Another study, called ASAP, conducted by some of the same experts who ran ENHANCE, compared the top dose of 80 milligrams of Pfizer’s Lipitor with the second-highest dose of Zocor. It studied a similar group of patients, people who have a genetic disorder that predisposes them to have high cholesterol. Bad cholesterol, or LDL, was cut 50% on Lipitor, compared to 41% on Zocor. But while artery thickness increased by 0.036 millimeters on Zocor, it actually decreased by 0.031 mm on Lipitor.

In other words, Lipitor succeeded where Vytorin failed. In the ASAP trial that compared Lipitor and Zocor, patients had arteries that were about 0.9 mm thick. By comparison, the patients in the ENHANCE study comparing Vytorin and Zocor had arteries that were only 0.7 mm thick. Robert Spiegel, Schering’ chief medical officer, says these newer patients may have already had a lot of gunk yanked out of their arteries by years of statin treatment.

But even as Merck and Schering fight to keep their market share from slipping, their reputations are also under attack. ENHANCE lacked many of the safeguards that many clinical trials have, and it seems to have been plagued by problems.

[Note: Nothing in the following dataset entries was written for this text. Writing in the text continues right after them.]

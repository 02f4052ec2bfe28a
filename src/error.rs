use std::path::PathBuf;

use thiserror::Error;

#[derive(Error, Debug)]
pub enum LyricsError {
    #[error("IO error: {0}")]
    Io(#[from] std::io::Error),

    #[error("A batch is already running")]
    BatchInProgress,

    #[error("No library folder configured. Set LYRICSYNC_MUSIC_DIR or pass --music-dir")]
    NoLibraryRoot,

    #[error("Library folder does not exist: {}", .0.display())]
    MissingLibraryRoot(PathBuf),

    #[error("Invalid setting {name}: {reason}")]
    InvalidSetting { name: String, reason: String },

    #[error("Provider call failed: {0}")]
    Provider(String),

    #[error("Batch worker stopped unexpectedly: {0}")]
    Worker(String),

    #[error("Serialization error: {0}")]
    Serde(#[from] serde_json::Error),
}

pub type Result<T> = std::result::Result<T, LyricsError>;
//! Build script for the lyricsync CLI.
//!
//! Copies the configuration template to the user's local data directory so
//! that an example `.env` sits next to the place the application reads it
//! from.

use std::{env, fs, path::PathBuf};

/// Copies `.env.example` from the crate root to the local data directory.
///
/// # Destination Location
///
/// - Linux: `~/.local/share/lyricsync/.env.example`
/// - macOS: `~/Library/Application Support/lyricsync/.env.example`
/// - Windows: `%LOCALAPPDATA%/lyricsync/.env.example`
///
/// A missing template only produces a cargo warning. Failing to create the
/// directory or write the copy fails the build.
fn main() -> Result<(), Box<dyn std::error::Error>> {
    println!("cargo:rerun-if-changed=.env.example");

    let manifest_dir = PathBuf::from(env::var("CARGO_MANIFEST_DIR")?);
    let env_example_path = manifest_dir.join(".env.example");

    let mut out_dir = dirs::data_local_dir().unwrap_or_else(|| PathBuf::from("."));
    out_dir.push("lyricsync");
    fs::create_dir_all(&out_dir)?;

    if env_example_path.is_file() {
        let contents = fs::read_to_string(&env_example_path)?;
        fs::write(out_dir.join(".env.example"), contents)?;
    } else {
        println!(
            "cargo:warning=.env.example not found at {}",
            env_example_path.display()
        );
    }

    Ok(())
}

Studies often have pre-specified committees that deal with any problems that come up. ENHANCE didn’t, and as a result when things went wrong, the companies had to put together a confidential panel on the fly. (See: “Schering and Merck’s Secret Panel”)

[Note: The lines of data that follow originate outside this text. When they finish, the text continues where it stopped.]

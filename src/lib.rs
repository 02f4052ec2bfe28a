//! Synced Lyrics Library
//!
//! This library fetches and manages synchronized lyric files for a local music
//! library. It classifies existing lyric files by quality, tracks per-folder
//! completeness with an mtime-validated cache, and drives an external lyric
//! search tool through an ordered provider fallback chain.
//!
//! # Modules
//!
//! - `cli` - Command-line interface implementations
//! - `config` - Configuration management and environment variables
//! - `error` - Library error type
//! - `fetch` - Batch download orchestration and its event stream
//! - `library` - Library scanning, completeness cache and target selection
//! - `lyrics` - Lyric quality classifier and post-fetch validators
//! - `management` - Persistence of session state between runs
//! - `providers` - Provider ordering and the external lyrics client
//! - `types` - Data structures and type definitions
//! - `utils` - Title, query and path helpers
//!
//! # Example
//!
//! ```
//! use lyricsync::{config, lyrics};
//!
//! #[tokio::main]
//! async fn main() -> lyricsync::Res<()> {
//!     config::load_env().await?;
//!     let state = lyrics::classify(Some("[00:01.00] hello"));
//!     Ok(())
//! }
//! ```

pub mod cli;
pub mod config;
pub mod error;
pub mod fetch;
pub mod library;
pub mod lyrics;
pub mod management;
pub mod providers;
pub mod types;
pub mod utils;

pub use error::LyricsError;

/// A convenient Result type alias for operations that may fail.
///
/// Provides a standard error handling pattern throughout the application
/// using a boxed dynamic error trait object. This allows for flexible
/// error handling while maintaining Send + Sync bounds for async contexts.
///
/// # Type Parameters
///
/// - `T` - The success type returned on successful operations
///
/// # Example
///
/// ```
/// use lyricsync::Res;
///
/// async fn fetch_data() -> Res<String> {
///     Ok("data".to_string())
/// }
/// ```
pub type Res<T> = std::result::Result<T, Box<dyn std::error::Error + Send + Sync>>;

/// Prints an informational message with a blue bullet point.
///
/// Creates a formatted output line with a distinctive blue "o" indicator
/// followed by the provided message. Used for general information and
/// status updates throughout the application.
///
/// # Arguments
///
/// The macro accepts the same arguments as `println!`, supporting format
/// strings and interpolation.
///
/// # Example
///
/// ```
/// info!("Scanning library...");
/// info!("Found {} tracks", count);
/// ```
#[macro_export]
macro_rules! info {
  ($($arg:tt)*) => ({
    use colored::Colorize;
    println!("[{}] {}", "o".blue().bold(), std::format_args!($($arg)*));
  })
}

/// Prints a success message with a green checkmark.
///
/// Creates a formatted output line with a green "✓" indicator to signify
/// successful completion of operations. Used to provide positive feedback
/// when operations complete successfully.
///
/// # Arguments
///
/// The macro accepts the same arguments as `println!`, supporting format
/// strings and interpolation.
///
/// # Example
///
/// ```
/// success!("Saved lyrics");
/// success!("Downloaded {} lyric files", count);
/// ```
#[macro_export]
macro_rules! success {
  ($($arg:tt)*) => ({
    use colored::Colorize;
    println!("[{}] {}", "✓".green().bold(), std::format_args!($($arg)*));
  })
}

/// Prints an error message with a red exclamation mark and exits the program.
///
/// Creates a formatted error output with a red "!" indicator and immediately
/// terminates the program with exit code 1. Used for unrecoverable errors
/// that require immediate program termination.
///
/// # Arguments
///
/// The macro accepts the same arguments as `println!`, supporting format
/// strings and interpolation.
///
/// # Behavior
///
/// This macro will cause the program to exit immediately after printing
/// the error message. It should only be used for fatal errors where
/// recovery is not possible.
///
/// # Example
///
/// ```
/// error!("Failed to load configuration");
/// error!("Library folder does not exist: {}", path);
/// // Program exits here - code after this will not execute
/// ```
#[macro_export]
macro_rules! error {
  ($($arg:tt)*) => ({
    use colored::Colorize;
    println!("[{}] {}", "!".red().bold(), std::format_args!($($arg)*));
    std::process::exit(1);
  })
}

/// Prints a warning message with a yellow exclamation mark.
///
/// Creates a formatted output line with a yellow "!" indicator to highlight
/// potential issues or important notices that don't require program termination.
/// Used for recoverable issues or important information that users should notice.
///
/// # Arguments
///
/// The macro accepts the same arguments as `println!`, supporting format
/// strings and interpolation.
///
/// # Example
///
/// ```
/// warning!("State file not found, starting fresh");
/// warning!("Rejected lyrics for {}", title);
/// ```
#[macro_export]
macro_rules! warning {
  ($($arg:tt)*) => ({
    use colored::Colorize;
    println!("[{}] {}", "!".yellow().bold(), std::format_args!($($arg)*));
  })
}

“I would call this a Bill Buckner type of study,” says Robert Califf, vice chairman for clinical research at Duke University who is leading a big study of Zetia and takes the drug himself. “The ball went through their legs.”

But Califf defends Zetia. He takes the drug himself, along with Lipitor, because he can’t tolerate a higher Lipitor dose. And he says imaging studies like ENHANCE have not been proven to be any more meaningful that reductions in LDL or C-reactive protein (CRP), a marker of inflammation. Zetia does lower those. He is helping to head up a 10,000-patient study comparing Vytorin and Zetia for preventing heart attacks, strokes and deaths, with results expected in 2011. “People will be arguing about what this means,” he says, “until that study is done.”